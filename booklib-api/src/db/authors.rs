//! Author database operations
//!
//! Author identity is the display name: exact-match lookup, unique index,
//! find-or-create on first reference. Authors are never deleted by the
//! reconciliation flow.

use booklib_common::Result;
use sqlx::{Row, SqliteConnection, SqlitePool};
use uuid::Uuid;

/// Author record
#[derive(Debug, Clone, PartialEq, Eq)]
pub struct Author {
    pub guid: Uuid,
    pub name: String,
}

impl Author {
    pub fn new(name: impl Into<String>) -> Self {
        Self {
            guid: Uuid::new_v4(),
            name: name.into(),
        }
    }
}

/// Load author by exact name match (case-sensitive, no fuzzy matching)
pub async fn find_by_name(conn: &mut SqliteConnection, name: &str) -> Result<Option<Author>> {
    let row = sqlx::query("SELECT guid, name FROM authors WHERE name = ?")
        .bind(name)
        .fetch_optional(conn)
        .await?;

    match row {
        Some(row) => {
            let guid_str: String = row.get("guid");
            Ok(Some(Author {
                guid: super::parse_guid(&guid_str)?,
                name: row.get("name"),
            }))
        }
        None => Ok(None),
    }
}

/// Resolve an author name to an existing row, creating it if absent
pub async fn find_or_create(conn: &mut SqliteConnection, name: &str) -> Result<Author> {
    if let Some(existing) = find_by_name(conn, name).await? {
        return Ok(existing);
    }

    let author = Author::new(name);
    sqlx::query("INSERT INTO authors (guid, name) VALUES (?, ?)")
        .bind(author.guid.to_string())
        .bind(&author.name)
        .execute(conn)
        .await?;

    tracing::debug!(name = %author.name, "Created author");
    Ok(author)
}

/// List all authors ordered by name
pub async fn list_authors(pool: &SqlitePool) -> Result<Vec<Author>> {
    let rows = sqlx::query("SELECT guid, name FROM authors ORDER BY name")
        .fetch_all(pool)
        .await?;

    rows.iter()
        .map(|row| {
            let guid_str: String = row.get("guid");
            Ok(Author {
                guid: super::parse_guid(&guid_str)?,
                name: row.get("name"),
            })
        })
        .collect()
}

/// Load a book's authors in stored order
pub async fn authors_for_book(conn: &mut SqliteConnection, book_id: Uuid) -> Result<Vec<Author>> {
    let rows = sqlx::query(
        r#"
        SELECT a.guid, a.name
        FROM authors a
        JOIN book_authors ba ON ba.author_id = a.guid
        WHERE ba.book_id = ?
        ORDER BY ba.position
        "#,
    )
    .bind(book_id.to_string())
    .fetch_all(conn)
    .await?;

    rows.iter()
        .map(|row| {
            let guid_str: String = row.get("guid");
            Ok(Author {
                guid: super::parse_guid(&guid_str)?,
                name: row.get("name"),
            })
        })
        .collect()
}

/// Replace a book's author set, preserving the given order
pub async fn set_book_authors(
    conn: &mut SqliteConnection,
    book_id: Uuid,
    authors: &[Author],
) -> Result<()> {
    sqlx::query("DELETE FROM book_authors WHERE book_id = ?")
        .bind(book_id.to_string())
        .execute(&mut *conn)
        .await?;

    for (position, author) in authors.iter().enumerate() {
        sqlx::query(
            r#"
            INSERT INTO book_authors (book_id, author_id, position)
            VALUES (?, ?, ?)
            "#,
        )
        .bind(book_id.to_string())
        .bind(author.guid.to_string())
        .bind(position as i64)
        .execute(&mut *conn)
        .await?;
    }

    Ok(())
}

#[cfg(test)]
mod tests {
    use super::*;

    #[tokio::test]
    async fn test_find_or_create_is_idempotent() {
        let pool = crate::db::test_pool().await;
        let mut conn = pool.acquire().await.expect("acquire");

        let first = find_or_create(&mut conn, "Frank Herbert")
            .await
            .expect("create author");
        let second = find_or_create(&mut conn, "Frank Herbert")
            .await
            .expect("find author");

        assert_eq!(first.guid, second.guid);
    }

    #[tokio::test]
    async fn test_name_lookup_is_case_sensitive() {
        let pool = crate::db::test_pool().await;
        let mut conn = pool.acquire().await.expect("acquire");

        find_or_create(&mut conn, "Ursula K. Le Guin")
            .await
            .expect("create author");

        let miss = find_by_name(&mut conn, "ursula k. le guin")
            .await
            .expect("lookup");
        assert!(miss.is_none());
    }

    #[tokio::test]
    async fn test_book_author_order_preserved() {
        let pool = crate::db::test_pool().await;
        let mut conn = pool.acquire().await.expect("acquire");

        let book_id = Uuid::new_v4();
        let a = find_or_create(&mut conn, "Terry Pratchett").await.unwrap();
        let b = find_or_create(&mut conn, "Neil Gaiman").await.unwrap();

        set_book_authors(&mut conn, book_id, &[a.clone(), b.clone()])
            .await
            .expect("link authors");

        let loaded = authors_for_book(&mut conn, book_id).await.expect("load");
        assert_eq!(
            loaded.iter().map(|x| x.name.as_str()).collect::<Vec<_>>(),
            vec!["Terry Pratchett", "Neil Gaiman"]
        );
    }
}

### Exercise details
All records are to be retyped precisely.

### Answer for the task
filename booklib-api/src/db/authors.rs
//! Author database operations
//!
//! Author identity is the display name: exact-match lookup, unique index,
//! find-or-create on first reference. Authors are never deleted by the
//! reconciliation flow.

use booklib_common::Result;
use sqlx::{Row, SqliteConnection, SqlitePool};
use uuid::Uuid;

/// Author record
#[derive(Debug, Clone, PartialEq, Eq)]
pub struct Author {
    pub guid: Uuid,
    pub name: String,
}

impl Author {
    pub fn new(name: impl Into<String>) -> Self {
        Self {
            guid: Uuid::new_v4(),
            name: name.into(),
        }
    }
}

/// Load author by exact name match (case-sensitive, no fuzzy matching)
pub async fn find_by_name(conn: &mut SqliteConnection, name: &str) -> Result<Option<Author>> {
    let row = sqlx::query("SELECT guid, name FROM authors WHERE name = ?")
        .bind(name)
        .fetch_optional(conn)
        .await?;

    match row {
        Some(row) => {
            let guid_str: String = row.get("guid");
            Ok(Some(Author {
                guid: super::parse_guid(&guid_str)?,
                name: row.get("name"),
            }))
        }
        None => Ok(None),
    }
}

/// Resolve an author name to an existing row, creating it if absent
pub async fn find_or_create(conn: &mut SqliteConnection, name: &str) -> Result<Author> {
    if let Some(existing) = find_by_name(conn, name).await? {
        return Ok(existing);
    }

    let author = Author::new(name);
    sqlx::query("INSERT INTO authors (guid, name) VALUES (?, ?)")
        .bind(author.guid.to_string())
        .bind(&author.name)
        .execute(conn)
        .await?;

    tracing::debug!(name = %author.name, "Created author");
    Ok(author)
}

/// List all authors ordered by name
pub async fn list_authors(pool: &SqlitePool) -> Result<Vec<Author>> {
    let rows = sqlx::query("SELECT guid, name FROM authors ORDER BY name")
        .fetch_all(pool)
        .await?;

    rows.iter()
        .map(|row| {
            let guid_str: String = row.get("guid");
            Ok(Author {
                guid: super::parse_guid(&guid_str)?,
                name: row.get("name"),
            })
        })
        .collect()
}

/// Load a book's authors in stored order
pub async fn authors_for_book(conn: &mut SqliteConnection, book_id: Uuid) -> Result<Vec<Author>> {
    let rows = sqlx::query(
        r#"
        SELECT a.guid, a.name
        FROM authors a
        JOIN book_authors ba ON ba.author_id = a.guid
        WHERE ba.book_id = ?
        ORDER BY ba.position
        "#,
    )
    .bind(book_id.to_string())
    .fetch_all(conn)
    .await?;

    rows.iter()
        .map(|row| {
            let guid_str: String = row.get("guid");
            Ok(Author {
                guid: super::parse_guid(&guid_str)?,
                name: row.get("name"),
            })
        })
        .collect()
}

/// Replace a book's author set, preserving the given order
pub async fn set_book_authors(
    conn: &mut SqliteConnection,
    book_id: Uuid,
    authors: &[Author],
) -> Result<()> {
    sqlx::query("DELETE FROM book_authors WHERE book_id = ?")
        .bind(book_id.to_string())
        .execute(&mut *conn)
        .await?;

    for (position, author) in authors.iter().enumerate() {
        sqlx::query(
            r#"
            INSERT INTO book_authors (book_id, author_id, position)
            VALUES (?, ?, ?)
            "#,
        )
        .bind(book_id.to_string())
        .bind(author.guid.to_string())
        .bind(position as i64)
        .execute(&mut *conn)
        .await?;
    }

    Ok(())
}

#[cfg(test)]
mod tests {
    use super::*;

    #[tokio::test]
    async fn test_find_or_create_is_idempotent() {
        let pool = crate::db::test_pool().await;
        let mut conn = pool.acquire().await.expect("acquire");

        let first = find_or_create(&mut conn, "Frank Herbert")
            .await
            .expect("create author");
        let second = find_or_create(&mut conn, "Frank Herbert")
            .await
            .expect("find author");

        assert_eq!(first.guid, second.guid);
    }

    #[tokio::test]
    async fn test_name_lookup_is_case_sensitive() {
        let pool = crate::db::test_pool().await;
        let mut conn = pool.acquire().await.expect("acquire");

        find_or_create(&mut conn, "Ursula K. Le Guin")
            .await
            .expect("create author");

        let miss = find_by_name(&mut conn, "ursula k. le guin")
            .await
            .expect("lookup");
        assert!(miss.is_none());
    }

    #[tokio::test]
    async fn test_book_author_order_preserved() {
        let pool = crate::db::test_pool().await;
        let mut conn = pool.acquire().await.expect("acquire");

        let book_id = Uuid::new_v4();
        let a = find_or_create(&mut conn, "Terry Pratchett").await.unwrap();
        let b = find_or_create(&mut conn, "Neil Gaiman").await.unwrap();

        set_book_authors(&mut conn, book_id, &[a.clone(), b.clone()])
            .await
            .expect("link authors");

        let loaded = authors_for_book(&mut conn, book_id).await.expect("load");
        assert_eq!(
            loaded.iter().map(|x| x.name.as_str()).collect::<Vec<_>>(),
            vec!["Terry Pratchett", "Neil Gaiman"]
        );
    }
}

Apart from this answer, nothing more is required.